1st 5 Pages February Workshop- Jreije Rev 1

Name: George Jreije
Genre: Middle Grade Fantasy
Title: Jewels of the Nile

Bashir sprinted across the boardwalk alongside the Mediterranean coastline. He clutched three popsicles between his fingers, which were dripping spots of orange, red, and blue across the scorched cement. Each step he took was like walking over hot coals. It had to be at least 95 degrees in Beirut today.

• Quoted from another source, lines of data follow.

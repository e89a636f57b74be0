use crate::serde::WriteLen;
use anyhow::{anyhow, Result};
use derive_more::{Deref, From};
use num_derive::{FromPrimitive, ToPrimitive};
use num_traits::{FromPrimitive, ToPrimitive};
use std::any;
use std::io::{Read, Write};
use std::mem;

#[derive(From, Deref, Clone, Copy)]
pub struct HomogeneityTagInt(u8);
impl From<HomogeneityTag> for HomogeneityTagInt {
    fn from(tag: HomogeneityTag) -> Self {
        // Discriminants are all u8.
        Self(tag.to_u8().unwrap_or_default())
    }
}
impl HomogeneityTagInt {
    pub fn deser(r: &mut impl Read) -> Result<Self> {
        let mut buf = [0u8; mem::size_of::<u8>()];
        r.read_exact(&mut buf)?;
        Ok(Self(u8::from_le_bytes(buf)))
    }
}

/// Precedes the elements of a non-empty sequence, or the entries of a non-empty dictionary,
/// and tells how much per-element type information follows.
///
/// Discriminants are part of the wire format. Do not reorder.
#[repr(u8)]
#[derive(PartialEq, Eq, Hash, Clone, Copy, FromPrimitive, ToPrimitive, Debug)]
pub enum HomogeneityTag {
    /// Every element is null. Nothing follows.
    AllNull = 0,
    /// One type name follows, shared by all elements, which differs from the declared one.
    AllSameRuntimeType = 1,
    /// One type name follows; it is the declared element type.
    AllDeclaredType = 2,
    /// Each element carries a presence byte, then its own type name if present.
    AllDifferentTypes = 3,
    /// Each element is itself a type, written as its type name.
    AllAreTypeValues = 4,
}
impl TryFrom<HomogeneityTagInt> for HomogeneityTag {
    type Error = anyhow::Error;
    fn try_from(int: HomogeneityTagInt) -> Result<Self> {
        HomogeneityTag::from_u8(int.0).ok_or(anyhow!(
            "Unknown {} {}",
            any::type_name::<HomogeneityTag>(),
            int.0
        ))
    }
}
impl HomogeneityTag {
    pub fn ser(&self, w: &mut impl Write) -> Result<WriteLen> {
        let int = HomogeneityTagInt::from(*self);
        w.write_all(&int.to_le_bytes())?;
        Ok(WriteLen::new_manual(mem::size_of::<u8>()))
    }

    pub fn deser(r: &mut impl Read) -> Result<Self> {
        let int = HomogeneityTagInt::deser(r)?;
        Self::try_from(int)
    }
}
use super::helpers::fixture;
use anyhow::Result;
use objgraph_engine::config::CodecConfig;
use objgraph_engine::{ObjectCodec, PersistError};
use objgraph_types::serde::{HomogeneityTag, PrimitiveKind};
use objgraph_types::types::{TypeRef, Value};

/// Loading fails with a plain error, not a classified one.
fn assert_malformed(codec: &ObjectCodec, declared: &TypeRef, buf: &[u8]) {
    let err = codec.load_from_slice(declared, buf).unwrap_err();
    assert!(
        err.downcast_ref::<PersistError>().is_none(),
        "{declared} from {buf:?}: {err:#}"
    );
}

pub fn test_hostile_lengths(codec: &ObjectCodec) -> Result<()> {
    let objects_ty = TypeRef::array(TypeRef::Object);

    // i32::MAX elements, all null, and nothing behind them.
    assert_malformed(codec, &objects_ty, &[0xFF, 0xFF, 0xFF, 0xFF, 0x7F, 0x00]);

    // A string claiming u32::MAX bytes, with one behind it.
    assert_malformed(codec, &TypeRef::string(), &[0xFF, 0xFF, 0xFF, 0xFF, 0x0F, b'a']);

    // 1000 elements declared, 2 present.
    let mut buf = vec![0xFF];
    buf.extend_from_slice(&1000i32.to_le_bytes());
    buf.push(HomogeneityTag::AllDeclaredType as u8);
    buf.extend_from_slice(b"\x05Int32");
    buf.extend_from_slice(&[1, 0, 0, 0, 2, 0, 0, 0]);
    assert_malformed(codec, &TypeRef::list(fixture::int32()), &buf);

    // Negative counts.
    let bytes_ty = TypeRef::array(TypeRef::Primitive(PrimitiveKind::Byte));
    assert_malformed(codec, &bytes_ty, &[0xFF, 0xFF, 0xFF, 0xFF, 0xFF]);
    assert_malformed(codec, &objects_ty, &[0xFF, 0x00, 0x00, 0x00, 0x80, 0x00]);

    // Unknown homogeneity tag.
    assert_malformed(codec, &objects_ty, &[1, 9]);

    Ok(())
}

pub fn test_null_run_limit(codec: &ObjectCodec) -> Result<()> {
    let objects_ty = TypeRef::array(TypeRef::Object);
    let strict = CodecConfig {
        max_null_elements: 4,
        ..codec.config().clone()
    };
    let strict_codec = fixture::codec()?.with_config(strict);

    let loaded = strict_codec.load_from_slice(&objects_ty, &[4, 0])?;
    assert_eq!(Value::array(TypeRef::Object, vec![Value::Null; 4]), loaded);
    assert_malformed(&strict_codec, &objects_ty, &[5, 0]);

    Ok(())
}
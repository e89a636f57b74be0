use crate::PersistError;
use anyhow::Result;
use objgraph_types::serde::PrimitiveKind;
use objgraph_types::types::{TypeKind, TypeName, TypeRef, TypeRegistry};

#[derive(PartialEq, Eq, Clone, Copy, Debug)]
pub enum SequenceKind {
    Array,
    List,
}

/// How values of one type are persisted.
#[derive(PartialEq, Eq, Clone, Debug)]
pub enum Shape {
    /// Persisted by name and resolved through a content loader.
    Content(TypeName),
    /// A type, persisted as its type name.
    TypeValue,
    /// The underlying primitive, reinterpreted as the enum.
    Enum {
        name: TypeName,
        underlying: PrimitiveKind,
    },
    Primitive(PrimitiveKind),
    /// Count, then raw bytes.
    MemoryStream,
    /// Count, then raw bytes.
    ByteBuffer,
    /// Count, then 2 byte code units.
    CharBuffer,
    Sequence {
        kind: SequenceKind,
        element: TypeRef,
    },
    Dictionary {
        key: TypeRef,
        value: TypeRef,
    },
    /// Field by field. Either a registered class or struct, or the bare root object.
    Object(TypeRef),
}

/// First match wins. The result depends on nothing but `ty` and the registry.
pub fn classify(ty: &TypeRef, registry: &TypeRegistry) -> Result<Shape> {
    if registry.is_content_family(ty) {
        if let TypeRef::Named(name) = ty {
            return Ok(Shape::Content(name.clone()));
        }
    }
    let shape = match ty {
        TypeRef::TypeValue => Shape::TypeValue,
        TypeRef::Primitive(kind) => Shape::Primitive(*kind),
        TypeRef::MemoryStream => Shape::MemoryStream,
        TypeRef::ByteBuffer => Shape::ByteBuffer,
        TypeRef::CharBuffer => Shape::CharBuffer,
        TypeRef::Array(element) => Shape::Sequence {
            kind: SequenceKind::Array,
            element: (**element).clone(),
        },
        TypeRef::List(element) => Shape::Sequence {
            kind: SequenceKind::List,
            element: (**element).clone(),
        },
        TypeRef::Dictionary(key, value) => Shape::Dictionary {
            key: (**key).clone(),
            value: (**value).clone(),
        },
        TypeRef::Object => Shape::Object(TypeRef::Object),
        TypeRef::Named(name) => {
            let desc = registry
                .get(name)
                .ok_or_else(|| PersistError::TypeResolutionFailure(name.to_string()))?;
            match desc.kind {
                TypeKind::Enum { underlying, .. } => Shape::Enum {
                    name: name.clone(),
                    underlying,
                },
                TypeKind::Class | TypeKind::Content | TypeKind::Struct { .. } => {
                    Shape::Object(ty.clone())
                }
            }
        }
    };
    Ok(shape)
}
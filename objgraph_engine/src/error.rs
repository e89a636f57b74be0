use derive_more::Display;
use objgraph_types::types::{StreamKind, Version};
use thiserror::Error;

/// Failures with a well known cause. They travel inside [`anyhow::Error`];
/// use `downcast_ref::<PersistError>()` to classify one.
///
/// Malformed input (truncated bytes, unknown tags, invalid UTF-8) is reported as a plain
/// [`anyhow::Error`] instead.
#[derive(Error, PartialEq, Eq, Clone, Debug)]
pub enum PersistError {
    #[error("Nesting depth exceeds {max} at '{innermost}'. Persisted data should be shallow; look for a cycle or a non-data type")]
    NestingTooDeep { max: usize, innermost: String },

    #[error("'{0}' cannot be created without constructor arguments")]
    MissingAccessibleConstructor(String),

    #[error("Type name '{0}' does not resolve to any known type")]
    TypeResolutionFailure(String),

    #[error("Only memory streams can be saved, not {0:?} streams")]
    UnsupportedStreamKind(StreamKind),

    #[error("Unable to save '{ty}': {reason}")]
    UnableToSave { ty: String, reason: String },

    #[error("Dictionary keys must be present and share one type, but found '{first}' and '{other}'")]
    MixedDictionaryKeys { first: String, other: String },

    #[error("Value of type '{actual}' does not fit declared type '{declared}'")]
    ValueMismatch { declared: String, actual: String },

    #[error("Internal error: {0}")]
    Internal(String),
}

/// Warning that the loaded data was written by another version of the module.
/// Loading still succeeds; the content may be outdated rather than broken.
#[derive(Display, PartialEq, Eq, Clone, Debug)]
#[display(
    fmt = "Data version {} differs from module version {}",
    data_version,
    module_version
)]
pub struct VersionMismatch {
    pub data_version: Version,
    pub module_version: Version,
}
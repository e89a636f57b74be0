use super::helpers::check::{persist_err, round_trip};
use anyhow::Result;
use objgraph_engine::{ObjectCodec, PersistError};
use objgraph_types::serde::{Decimal, Primitive, PrimitiveKind};
use objgraph_types::types::{EnumValue, StreamKind, StreamValue, TypeRef, Value};

pub fn test_primitives(codec: &ObjectCodec) -> Result<()> {
    let cases: Vec<(Value, usize)> = vec![
        (Value::from(true), 1),
        (Value::from(0xABu8), 1),
        (Value::from(-7i8), 1),
        (Value::from(-300i16), 2),
        (Value::from(60_000u16), 2),
        (Value::from(i32::MIN), 4),
        (Value::from(u32::MAX), 4),
        (Value::from(-1i64), 8),
        (Value::from(u64::MAX), 8),
        (Value::from(1.5f32), 4),
        (Value::from(-0.25f64), 8),
        (Value::from(Decimal::new(-12_345, 3)?), Decimal::BYTE_LEN),
        (Value::from('é'), 2),
        (Value::from(""), 1),
        // Multi-byte chars count in bytes.
        (Value::from("héllo"), 7),
    ];
    for (value, expected_len) in cases.iter() {
        let declared = value.runtime_type().unwrap();
        round_trip(codec, value, &declared, *expected_len)?;
    }

    let blue = Value::Enum(EnumValue {
        ty: "Game.Color".into(),
        raw: Primitive::Byte(2),
    });
    let buf = round_trip(codec, &blue, &TypeRef::named("Game.Color"), 1)?;
    assert_eq!(vec![2], buf);

    // A type used as a value is saved as its name.
    let ty = TypeRef::list(TypeRef::named("Game.Point"));
    let name = codec.registry().type_name(&ty);
    assert_eq!("List<Point>", name);
    round_trip(codec, &Value::Type(ty), &TypeRef::TypeValue, 1 + name.len())?;

    // Declared as object, the runtime type name precedes the value.
    let buf = round_trip(codec, &Value::from(5i64), &TypeRef::Object, 6 + 8)?;
    assert_eq!(b"\x05Int64", &buf[..6]);
    let n: i64 = codec.load_from_slice(&TypeRef::Object, &buf)?.try_into()?;
    assert_eq!(5, n);
    let res: Result<String> = codec.load_from_slice(&TypeRef::Object, &buf)?.try_into();
    assert!(res.is_err());

    // Malformed input is not a classified failure.
    let int32 = TypeRef::Primitive(PrimitiveKind::Int32);
    let err = codec.load_from_slice(&int32, &[1, 2]).unwrap_err();
    assert!(err.downcast_ref::<PersistError>().is_none());
    let err = codec.load_from_slice(&int32, &[0; 5]).unwrap_err();
    assert!(err.to_string().contains("trailing"));

    // A value that does not fit its declared type.
    let res = codec.save_to_vec(&Value::from(1i32), &TypeRef::string());
    assert_eq!(
        PersistError::ValueMismatch {
            declared: String::from("String"),
            actual: String::from("Int32"),
        },
        persist_err(res)?
    );

    Ok(())
}

pub fn test_buffers_and_streams(codec: &ObjectCodec) -> Result<()> {
    let byte_array = TypeRef::array(TypeRef::Primitive(PrimitiveKind::Byte));
    assert_eq!(TypeRef::ByteBuffer, byte_array);
    let buf = round_trip(codec, &Value::Bytes(vec![7, 8, 9]), &byte_array, 1 + 3)?;
    assert_eq!(vec![3, 7, 8, 9], buf);

    round_trip(codec, &Value::Chars(vec!['a', 'é']), &TypeRef::CharBuffer, 1 + 2 * 2)?;

    // Lengths from 255 up take the marker byte and 4 more.
    let stream = Value::Stream(StreamValue::memory(vec![9; 300]));
    let buf = round_trip(codec, &stream, &TypeRef::MemoryStream, 5 + 300)?;
    assert_eq!(vec![0xFF, 0x2C, 0x01, 0, 0], buf[..5].to_vec());

    let file_stream = Value::Stream(StreamValue {
        kind: StreamKind::File,
        bytes: vec![1],
    });
    let res = codec.save_to_vec(&file_stream, &TypeRef::MemoryStream);
    assert_eq!(
        PersistError::UnsupportedStreamKind(StreamKind::File),
        persist_err(res)?
    );

    Ok(())
}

Had Mama brought a few pieces of lahme, they could have cooked the meat into lamb kabobs right there on the ground.

“We’re here, Bashir!” Farrah gazed up from making kissy faces into her phone and waved him to the edge of the rocky coast beyond the sitting area.

She and Ziad were resting along the clear waters, their legs submerged up to their knees. He handed them each their treat and nudged a space for himself in between, shoulder to shoulder. He stuck his feet in the water and let out a breath. Sweet relief.

“Thanks dude.” Ziad bit from the top of his said, “Sahtan.

Bashir signed you got it, but he knew neither of his friends understood what his hand gestures meant. He didn't mind. In the eight years they’d been neighbors here in Lebanon, spending the summers together, their company had always been enough. It always would be.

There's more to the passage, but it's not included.